■ Stored data:
extern crate clap;
extern crate env_logger;
extern crate escapefield;
extern crate failure;
#[macro_use]
extern crate log;
extern crate num;
extern crate num_cpus;

use clap::{App, AppSettings, Arg, ArgMatches, SubCommand};
use escapefield::heatmap::Heatmap;
use escapefield::{config, AnimationSchedule, RenderConfig, Region};
use num::Complex;
use std::fs;
use std::path::Path;
use std::str::FromStr;
use std::thread;
use std::time::{Duration, Instant};

// "800x600" or "-0.5,1.25": two values either side of a separator.
fn parse_pair<T: FromStr>(s: &str, separator: char) -> Option<(T, T)> {
    let index = s.find(separator)?;
    let left = T::from_str(&s[..index]).ok()?;
    let right = T::from_str(&s[index + 1..]).ok()?;
    Some((left, right))
}

fn parse_complex(s: &str) -> Option<Complex<f64>> {
    parse_pair(s, ',').map(|(re, im)| Complex { re, im })
}

fn validate_pair<T: FromStr>(s: &str, separator: char, err: &str) -> Result<(), String> {
    parse_pair::<T>(s, separator)
        .map(|_| ())
        .ok_or_else(|| err.to_string())
}

fn validate_range<T: FromStr + PartialOrd>(
    s: &str,
    low: T,
    high: T,
    isnotanumber_err: &str,
    isnotinrange_err: &str,
) -> Result<(), String> {
    match T::from_str(s) {
        Ok(i) => {
            if i >= low && i <= high {
                Ok(())
            } else {
                Err(isnotinrange_err.to_string())
            }
        }
        Err(_) => Err(isnotanumber_err.to_string()),
    }
}

const RENDER: &str = "render";
const ANIMATE: &str = "animate";
const OUTPUT: &str = "output";
const DIRECTORY: &str = "directory";
const SIZE: &str = "size";
const LEFTLOWER: &str = "leftlower";
const RIGHTUPPER: &str = "rightupper";
const THREADS: &str = "threads";
const ITERATIONS: &str = "iterations";
const FRAMES: &str = "frames";
const INTERVAL: &str = "interval";
const MIN_ZOOM: &str = "min-zoom";
const FAITHFUL: &str = "faithful";

// Initial frame of an animation, drawn before the schedule starts.
const INITIAL_ITERATIONS: u32 = 50;

fn size_arg<'a, 'b>() -> Arg<'a, 'b> {
    Arg::with_name(SIZE)
        .required(false)
        .long(SIZE)
        .short("s")
        .takes_value(true)
        .default_value("500x500")
        .validator(|s| validate_pair::<u16>(&s, 'x', "Could not parse output image size"))
        .help("Size of output image")
}

fn threads_arg<'a, 'b>() -> Arg<'a, 'b> {
    Arg::with_name(THREADS)
        .required(false)
        .long(THREADS)
        .short("t")
        .takes_value(true)
        .validator(|s| {
            validate_range(
                &s,
                1,
                1024,
                "Could not parse thread count",
                "Thread count must be between 1 and 1024",
            )
        })
        .help("Number of threads to use in solver (default: one per core)")
}

fn args<'a>() -> ArgMatches<'a> {
    App::new("mandel")
        .version("0.1.0")
        .about("Escape-time Mandelbrot renderer")
        .setting(AppSettings::SubcommandRequiredElseHelp)
        .subcommand(
            SubCommand::with_name(RENDER)
                .about("Render a single heatmap")
                .arg(
                    Arg::with_name(OUTPUT)
                        .required(true)
                        .long(OUTPUT)
                        .short("o")
                        .takes_value(true)
                        .help("Output file (binary PPM)"),
                )
                .arg(size_arg())
                .arg(
                    Arg::with_name(LEFTLOWER)
                        .required(false)
                        .long(LEFTLOWER)
                        .short("l")
                        .takes_value(true)
                        .allow_hyphen_values(true)
                        .default_value("-2.5,-1.5")
                        .validator(|s| {
                            validate_pair::<f64>(&s, ',', "Could not parse left lower corner")
                        })
                        .help("Left lower corner of the mandelbrot space"),
                )
                .arg(
                    Arg::with_name(RIGHTUPPER)
                        .required(false)
                        .long(RIGHTUPPER)
                        .short("r")
                        .takes_value(true)
                        .allow_hyphen_values(true)
                        .default_value("1.0,1.5")
                        .validator(|s| {
                            validate_pair::<f64>(&s, ',', "Could not parse right upper corner")
                        })
                        .help("Right upper corner of the mandelbrot space"),
                )
                .arg(
                    Arg::with_name(ITERATIONS)
                        .required(false)
                        .long(ITERATIONS)
                        .short("i")
                        .takes_value(true)
                        .default_value("100")
                        .validator(|s| {
                            validate_range(
                                &s,
                                1,
                                1_000_000,
                                "Could not parse iteration count",
                                "Iteration count must be between 1 and 1000000",
                            )
                        })
                        .help("Maximum iterations per point"),
                )
                .arg(threads_arg()),
        )
        .subcommand(
            SubCommand::with_name(ANIMATE)
                .about("Render the zoom animation as numbered frames")
                .arg(
                    Arg::with_name(DIRECTORY)
                        .required(true)
                        .long(DIRECTORY)
                        .short("d")
                        .takes_value(true)
                        .help("Directory to write frames into"),
                )
                .arg(size_arg())
                .arg(
                    Arg::with_name(FRAMES)
                        .required(false)
                        .long(FRAMES)
                        .short("f")
                        .takes_value(true)
                        .default_value("100")
                        .validator(|s| {
                            validate_range(
                                &s,
                                1,
                                10_000,
                                "Could not parse frame count",
                                "Frame count must be between 1 and 10000",
                            )
                        })
                        .help("Number of scheduled frames"),
                )
                .arg(
                    Arg::with_name(INTERVAL)
                        .required(false)
                        .long(INTERVAL)
                        .takes_value(true)
                        .default_value("100")
                        .validator(|s| {
                            validate_range(
                                &s,
                                0,
                                60_000,
                                "Could not parse frame interval",
                                "Frame interval must be between 0 and 60000 ms",
                            )
                        })
                        .help("Milliseconds between frames"),
                )
                .arg(
                    Arg::with_name(MIN_ZOOM)
                        .required(false)
                        .long(MIN_ZOOM)
                        .takes_value(true)
                        .default_value("0.001")
                        .validator(|s| {
                            validate_range(
                                &s,
                                1e-12,
                                1.5,
                                "Could not parse minimum zoom",
                                "Minimum zoom must be positive and at most 1.5",
                            )
                        })
                        .help("Smallest half-width the zoom may reach"),
                )
                .arg(
                    Arg::with_name(FAITHFUL)
                        .long(FAITHFUL)
                        .help("Ignore --min-zoom and follow the zoom schedule exactly"),
                )
                .arg(threads_arg()),
        )
        .get_matches()
}

fn image_size(matches: &ArgMatches) -> Result<(usize, usize), failure::Error> {
    parse_pair(matches.value_of(SIZE).unwrap_or("500x500"), 'x')
        .ok_or_else(|| failure::err_msg("Error parsing image dimensions"))
}

fn parsed<T: FromStr>(matches: &ArgMatches, name: &str) -> Result<T, failure::Error> {
    matches
        .value_of(name)
        .and_then(|s| T::from_str(s).ok())
        .ok_or_else(|| failure::err_msg(format!("Could not parse {}", name)))
}

fn threads(matches: &ArgMatches) -> Result<usize, failure::Error> {
    if matches.is_present(THREADS) {
        parsed(matches, THREADS)
    } else {
        Ok(num_cpus::get())
    }
}

fn render(matches: &ArgMatches) -> Result<(), failure::Error> {
    let (width, height) = image_size(matches)?;
    let leftlower = matches
        .value_of(LEFTLOWER)
        .and_then(parse_complex)
        .ok_or_else(|| failure::err_msg("Error parsing left lower point"))?;
    let rightupper = matches
        .value_of(RIGHTUPPER)
        .and_then(parse_complex)
        .ok_or_else(|| failure::err_msg("Error parsing right upper point"))?;

    let config = RenderConfig {
        width,
        height,
        region: Region::from_corners(leftlower, rightupper),
        max_iter: parsed(matches, ITERATIONS)?,
        threads: threads(matches)?,
    };
    let generator = config.generator()?;
    let started = Instant::now();
    let field = generator.render(config.threads)?;
    info!(
        "Rendered {}x{} field at {} iterations in {:?}",
        generator.plane().width(),
        generator.plane().height(),
        generator.max_iter(),
        started.elapsed()
    );

    let outfile = matches
        .value_of(OUTPUT)
        .ok_or_else(|| failure::err_msg("No output file"))?;
    Heatmap::new(&field, &config.region).save(outfile)?;
    Ok(())
}

fn frame_path(directory: &Path, number: u32) -> String {
    directory
        .join(format!("frame_{:03}.ppm", number))
        .to_string_lossy()
        .into_owned()
}

fn animate(matches: &ArgMatches) -> Result<(), failure::Error> {
    let (width, height) = image_size(matches)?;
    let threads = threads(matches)?;
    let frames: u32 = parsed(matches, FRAMES)?;
    let interval = Duration::from_millis(parsed(matches, INTERVAL)?);
    let schedule = if matches.is_present(FAITHFUL) {
        AnimationSchedule::faithful()
    } else {
        AnimationSchedule::clamped(parsed(matches, MIN_ZOOM)?)
    };
    debug!("Animating {} frames with zoom policy {:?}", frames, schedule.policy());

    let directory = Path::new(
        matches
            .value_of(DIRECTORY)
            .ok_or_else(|| failure::err_msg("No output directory"))?,
    );
    fs::create_dir_all(directory)?;

    let initial = RenderConfig {
        width,
        height,
        region: config::REGION,
        max_iter: INITIAL_ITERATIONS,
        threads,
    };
    Heatmap::new(&initial.render()?, &initial.region).save(frame_path(directory, 0))?;

    for frame in 0..frames {
        let started = Instant::now();
        let (field, params) = schedule.frame_field(frame, width, height, threads)?;
        Heatmap::new(&field, &params.region).save(frame_path(directory, frame + 1))?;
        info!(
            "Frame {}: {} iterations over {:?} in {:?}",
            frame,
            params.max_iter,
            params.region,
            started.elapsed()
        );
        let spent = started.elapsed();
        if spent < interval {
            thread::sleep(interval - spent);
        }
    }
    Ok(())
}

fn main() {
    env_logger::init();
    let matches = args();
    let result = match matches.subcommand() {
        (RENDER, Some(sub)) => render(sub),
        (ANIMATE, Some(sub)) => animate(sub),
        _ => Err(failure::err_msg("No subcommand given")),
    };
    if let Err(e) = result {
        eprintln!("Render failure: {}", e);
        std::process::exit(1);
    }
}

■ Task directions: Using the material, show each line where the string "elapsed" can be found.

■ Task answer:
        started.elapsed()
            started.elapsed()
        let spent = started.elapsed();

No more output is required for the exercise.